A corrida do ACFA é contra o tempo na tentativa de frear a mortandade, pois que, se a sua média diária, que já ultrapassou 3 mil, chegar a 5 mil, poderá explodir revoltas que até agora têm sido amortecidas pela busca diária das massas empobrecidas por sobrevivência, por manter-se no emprego e por achar um jeito de ir levando, contra a falta de atendimento à saúde com o colapso hospitalar. Se tal processo explodir, será insustentável ao presidente da Câmara segurar o trâmite do processo de impeachment de Bolsonaro e, com isto, se darão todas as justificativas para a intervenção militar completa das FA. Enfim, a consumação do golpe militar contrarrevolucionário. Na iminência de tal desordem, é evidente, as FA estarão unidas na intervenção e dificilmente atuarão para afastar Bolsonaro à força, por temor que tal ato divida as FA.

Mas, que fique claro: é lei da dinâmica das crises na história do país e, em particular, da dinâmica de atuação das FA desde os eventos do Tenentismo, que estas ajam por evitar a todo custo a sua divisão. Seus comandantes sabem que a garantia da manutenção do sistema de exploração e opressão é a unidade das suas FA reacionárias; sabem que a sua divisão é o começo da ruína dessa velha ordem. O ACFA está trabalhando o consenso na oficialidade de que seguramente será necessário a intervenção militar completa para restabelecer a ordem se esta descambar, mas advogam que a intervenção sob comando de Bolsonaro é uma aventura que levará as FA para um banho de sangue contra o povo. Todavia, os generais sabem das dificuldades colossais em que o país já mergulhou, situação dentro da qual tem peso relevante a decisão do STF sobre Luiz Inácio, quando o país se encontra dividido e em marcha acelerada rumo à guerra civil, situação impossível já de ser evitada no correr do tempo.

Convém ir às declarações para comprovar essa certeza: o presidente do Clube Militar, general de divisão Eduardo Barbosa, de suspeita capacidade cognitiva, alfinetou: “Lugar de ladrão é na cadeia!” e acusou: “No Brasil, aqueles que julgam são alinhados políticos daqueles que são julgados”, referindo-se aos ministros do STF. A solução para isso não poderia ser outra senão a remoção dos que julgam ou uma firme tutela sobre eles, presume-se, coisa essa que o ACFA fez à exaustão e abertamente em outras condições. Todavia, hoje, pelo grau de agudização de sua contradição com a centro-direita no STF, é inviável exercê-la sem gerar enorme instabilidade. Já outro general de igual qualificação mental, Eduardo Rocha Paiva – um bolsonarista estapafúrdio – foi mais longe e pregou abertamente uma investida militar, “convocada pelos Poderes constitucionais”, contra o STF e “em defesa da Nação”.
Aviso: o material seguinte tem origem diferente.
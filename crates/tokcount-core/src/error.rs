use thiserror::Error;

#[derive(Error, Debug)]
pub enum Error {
    #[error("Invalid price for model {model}: {price} (must be a finite, non-negative number)")]
    InvalidPrice { model: String, price: f64 },

    #[error("Color palette must contain at least one color")]
    EmptyPalette,

    #[error("Serialization error: {0}")]
    Serialization(#[from] serde_json::Error),
}

pub type Result<T> = std::result::Result<T, Error>;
Vejamos ainda o que diz o general Santos Cruz, ex-ministro e hoje desafeto do bolsonarismo. Para ele, a decisão da anulação das condenações de Luiz Inácio “polariza a política nacional”, sendo negativa. Porém, continua: as FA “não podem se precipitar” (Vejam! Não se trata de as FA manterem-se sujeitas ao chamado “poder civil”, como querem interpretar os portadores das ilusões constitucionais, mas sim, trata-se, para esse reacionário, de não queimar etapas…). E diz mais: não convém um pronunciamento das FA, como o tuíte de Villas Bôas em 2018, pois “lá era véspera da decisão, agora a decisão está tomada”, e recorda que a questão ainda será tratada no plenário do STF, talvez sugerindo que neste momento valha uma intervenção. Esses são os chamados “generais legalistas” que enxergam os prodigiosos liberais da velha democracia.

Percebe-se: nas diferentes colocações dos altos mandos militares da reserva (aqueles que podem expressar-se livremente e, num certo sentido, expressam em termos relativos as posições correntes dentro da ativa) a questão não é as FA intervirem com ameaças e coações ou não intervirem; trata-se de como, quando e onde fazê-la.

Tal crise militar que veio como nunca à superfície é, no fim das contas, uma boa coisa. Escancarou a toda opinião pública o poder moderador que tem exercido o ACFA, desmascara essa falsa democracia de fancaria e enganchada nas baionetas. Desnuda, ademais, o próprio golpe de Estado militar preventivo em curso. Diante dele se erguerão grandes contingentes, aglutinados e instruídos grão a grão, para defender os sagrados direitos do povo, ameaçados por esse gigante com pés de barro. Quem viver verá.